Puberty and Diabetes in the Kidney

Puberty unmasks or accelerates nephropathies, including the nephropathy of diabetes mellitus (DM). A number of cellular systems implicated in the kidney disease of DM interweave, forming an interdependent functional web. We performed focused microarray analysis to test the hypothesis that one or more genes in the transforming growth factor beta (TGF-β) signaling system would be differentially regulated in male rats depending on the age of onset of DM. Keywords: Age-Disease State Interaction Analysis Male rat littermates began the 6-week-protocol at 4 or 14 weeks of age with injection of streptozocin, 65 mg/kg iv, or equal volume of vehicle. 3 days later insulin palmitate or palmitate vehicle pellets were implanted once hyperglycemia was confirmed. Rats received ad lib food and water for 6 weeks and maintained blood glucose levels 350-350 mg/dl in diabetic groups.
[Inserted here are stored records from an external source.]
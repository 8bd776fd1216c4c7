//! Stanley: gold, the gear shop, item requests and the audit log.

use anyhow::Result;
use log::{info, warn};

use super::command::{help_embed, mention, opt, req, Args, Caller, CommandSpec};
use super::reply::{paginate, Reply};
use super::{capitalize, Bot};
use crate::game::audit::{AuditEntry, AuditLog};
use crate::game::currency::Coins;
use crate::game::errors::GameError;
use crate::game::gold::GoldBook;
use crate::game::inventory::Inventories;
use crate::game::requests::{Catalog, Requests};
use crate::game::responses::ResponseBook;
use crate::game::shop::{display_category, Shop};
use crate::logutil::escape_log;
use crate::storage::Document;

const DEFAULT_AUDIT_LIMIT: i64 = 10;
const AUDIT_LINES_PER_MESSAGE: usize = 10;

pub const COMMANDS: &[CommandSpec] = &[
    CommandSpec {
        name: "ping",
        description: "Test if the bot is working.",
        admin_only: false,
        params: &[],
    },
    CommandSpec {
        name: "stanley_help",
        description: "Displays Stanley's available commands.",
        admin_only: false,
        params: &[],
    },
    CommandSpec {
        name: "balance",
        description: "Check your current gold balance.",
        admin_only: false,
        params: &[],
    },
    CommandSpec {
        name: "stanley_inventory",
        description: "Check your inventory.",
        admin_only: false,
        params: &[],
    },
    CommandSpec {
        name: "givegold",
        description: "Give gold to another player.",
        admin_only: false,
        params: &[req("member"), opt("gp"), opt("sp"), opt("cp")],
    },
    CommandSpec {
        name: "shop",
        description: "Browse Stanley's legendary wares.",
        admin_only: false,
        params: &[opt("category")],
    },
    CommandSpec {
        name: "buy",
        description: "Purchase an item from Stanley's shop.",
        admin_only: false,
        params: &[req("item")],
    },
    CommandSpec {
        name: "sell",
        description: "Sell an item back to Stanley for half its value.",
        admin_only: false,
        params: &[req("item")],
    },
    CommandSpec {
        name: "request",
        description: "Request an approved item from Stanley's catalog.",
        admin_only: false,
        params: &[req("item")],
    },
    CommandSpec {
        name: "requests_available",
        description: "Lists all requestable items.",
        admin_only: false,
        params: &[],
    },
    CommandSpec {
        name: "all_requests",
        description: "View all pending item requests.",
        admin_only: false,
        params: &[],
    },
    CommandSpec {
        name: "takegold",
        description: "(Admin) Remove gold from a player.",
        admin_only: true,
        params: &[req("member"), opt("gp"), opt("sp"), opt("cp")],
    },
    CommandSpec {
        name: "admin_givegold",
        description: "(Admin) Give gold to a player without deducting it.",
        admin_only: true,
        params: &[req("member"), opt("gp"), opt("sp"), opt("cp")],
    },
    CommandSpec {
        name: "refresh_market",
        description: "(Admin) Restock Stanley's shelves.",
        admin_only: true,
        params: &[],
    },
    CommandSpec {
        name: "request_add",
        description: "(Admin) Add a new item to the requestable list.",
        admin_only: true,
        params: &[req("item"), req("price_gp"), req("rarity"), req("category")],
    },
    CommandSpec {
        name: "request_approve",
        description: "(Admin) Approve a requested item and add it to the shop.",
        admin_only: true,
        params: &[req("item"), opt("stock")],
    },
    CommandSpec {
        name: "audit_log",
        description: "(Admin) View recent shop transactions.",
        admin_only: true,
        params: &[opt("limit")],
    },
];

pub(crate) async fn dispatch(bot: &mut Bot, caller: &Caller, command: &str, args: &Args) -> Result<Vec<Reply>> {
    match command {
        "ping" => Ok(vec![Reply::text("🏓 Pong!")]),
        "stanley_help" => Ok(vec![Reply::embed(help_embed(
            "📜 Stanley's Commands",
            COMMANDS,
            bot.config.bot.embed_field_limit,
        ))]),
        "balance" => balance(bot, caller).await,
        "stanley_inventory" => inventory(bot, caller).await,
        "givegold" => givegold(bot, caller, args).await,
        "shop" => shop(bot, args.get("category")).await,
        "buy" => buy(bot, caller, args.text("item")?).await,
        "sell" => sell(bot, caller, args.text("item")?).await,
        "request" => request(bot, caller, args.text("item")?).await,
        "requests_available" => requests_available(bot).await,
        "all_requests" => all_requests(bot).await,
        "takegold" => takegold(bot, caller, args).await,
        "admin_givegold" => admin_givegold(bot, caller, args).await,
        "refresh_market" => refresh_market(bot, caller).await,
        "request_add" => request_add(bot, caller, args).await,
        "request_approve" => request_approve(bot, caller, args).await,
        "audit_log" => audit_log(bot, args.int_or("limit", DEFAULT_AUDIT_LIMIT)?).await,
        other => {
            warn!("Stanley has no handler for /{}", other);
            Ok(vec![Reply::private(format!("❌ `/{}` is not one of Stanley's commands.", other))])
        }
    }
}

/// Pick a line from Stanley's response file.
async fn say(bot: &mut Bot, category: &str, vars: &[(&str, &str)]) -> Result<String> {
    let responses: ResponseBook = bot.store.load(Document::StanleyResponses).await?;
    Ok(responses.pick(category, vars, &mut *bot.roller))
}

/// Title-case an item name the way Stanley writes it on the shelf labels.
fn title(item: &str) -> String {
    item.split(' ')
        .map(|w| {
            let mut chars = w.chars();
            match chars.next() {
                Some(first) => first.to_uppercase().collect::<String>() + &chars.as_str().to_lowercase(),
                None => String::new(),
            }
        })
        .collect::<Vec<_>>()
        .join(" ")
}

fn gp(price_cp: u64) -> u64 {
    price_cp / 100
}

async fn balance(bot: &mut Bot, caller: &Caller) -> Result<Vec<Reply>> {
    let player = caller.user_id.clone();
    let coins = bot
        .store
        .update(Document::GoldData, move |gold: &mut GoldBook| gold.ensure(&player))
        .await?;
    Ok(vec![Reply::text(format!("💰 Your balance: `{}`.", coins.ledger()))])
}

async fn inventory(bot: &mut Bot, caller: &Caller) -> Result<Vec<Reply>> {
    let inventory: Inventories = bot.store.load(Document::PlayerInventories).await?;
    let bag = match inventory.bag(&caller.user_id) {
        Some(bag) if !bag.is_empty() => bag,
        _ => {
            return Ok(vec![Reply::text(format!(
                "🎒 {}, you own absolutely nothing. Not even a rusty dagger. How tragic.",
                caller.mention()
            ))])
        }
    };
    let lines: Vec<String> = bag
        .iter()
        .map(|(item, qty)| format!("🔹 **{}** (x{})", title(item), qty))
        .collect();

    // Leave room for the page header.
    let limit = bot.config.bot.message_limit.saturating_sub(100);
    let pages = paginate(&lines, limit);
    let total = pages.len();
    Ok(pages
        .into_iter()
        .enumerate()
        .map(|(i, page)| {
            Reply::text(format!(
                "🎒 **{}'s Inventory (Page {}/{})**\n{}",
                caller.display_name,
                i + 1,
                total,
                page
            ))
        })
        .collect())
}
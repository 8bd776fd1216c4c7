//! Driving a persona through the line console.

mod common;

use common::{player, Fixture};
use tavernkeep::bot::console;
use tavernkeep::bot::Persona;
use tavernkeep::storage::Document;

#[tokio::test]
async fn console_runs_commands_until_quit() {
    let fx = Fixture::new();
    let mut bot = fx.bot(Persona::Stanley, []);
    let input: &[u8] = b"/ping\nhello there\n:quit\n/ping\n";
    let mut output: Vec<u8> = Vec::new();

    console::run(&mut bot, player(), input, &mut output).await.unwrap();

    let printed = String::from_utf8(output).unwrap();
    let lines: Vec<&str> = printed.lines().collect();
    assert!(lines[0].starts_with("🟢 Stanley is online"), "{}", printed);
    assert_eq!(lines[1], "🏓 Pong!");
    // Chatter is ignored and nothing runs after :quit.
    assert_eq!(lines.len(), 2, "{}", printed);
}

#[tokio::test]
async fn console_switches_callers_and_admin_rights() {
    let fx = Fixture::new();
    let mut bot = fx.bot(Persona::Stanley, []);
    let script = "/admin_givegold <@2> 4\n\
                  :as 900 Gamemaster\n\
                  /admin_givegold <@2> 4\n\
                  :as 2 Brom\n\
                  /balance\n\
                  :admin maybe\n";
    let mut output: Vec<u8> = Vec::new();

    console::run(&mut bot, player(), script.as_bytes(), &mut output).await.unwrap();

    let printed = String::from_utf8(output).unwrap();
    assert!(printed.contains("(only you can see this) ❌ You need administrator permissions"), "{}", printed);
    assert!(printed.contains("* acting as Gamemaster (900), admin true"), "{}", printed);
    assert!(printed.contains("✨ <@900> **rewarded** <@2> `4 gp, 0 sp, 0 cp`!"), "{}", printed);
    assert!(printed.contains("* acting as Brom (2), admin false"), "{}", printed);
    assert!(printed.contains("💰 Your balance: `4 gp, 0 sp, 0 cp`."), "{}", printed);
    assert!(printed.contains("* usage: :admin on|off (currently off)"), "{}", printed);

    assert_eq!(fx.read(Document::GoldData)["2"]["gp"], 4);
}

#[tokio::test]
async fn console_reassembles_lines_split_across_reads() {
    let fx = Fixture::new();
    let mut bot = fx.bot(Persona::Stanley, []);
    let stdin = tokio_test::io::Builder::new()
        .read(b"/pi")
        .read(b"ng\n/bal")
        .read(b"ance\n")
        .build();
    let mut output: Vec<u8> = Vec::new();

    console::run(&mut bot, player(), tokio::io::BufReader::new(stdin), &mut output)
        .await
        .unwrap();

    let printed = String::from_utf8(output).unwrap();
    assert!(printed.contains("🏓 Pong!\n"), "{}", printed);
    assert!(printed.contains("💰 Your balance: `0 gp, 0 sp, 0 cp`."), "{}", printed);
}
Kidneys were removed under isoflurane anesthesia. The cortex was rapidly dissected from the medulla and snap-frozen. Cortex was stored at -80 until all rats had completed the protocol. RNA was isolated from renal cortex and the transcriptome analyzed using gene chips with more than 30,000 transcripts. Age-specific effects of DM were demonstrated for 1,760 transcripts. Analysis then focused on 89 genes involved in the TGF-β signaling pathway.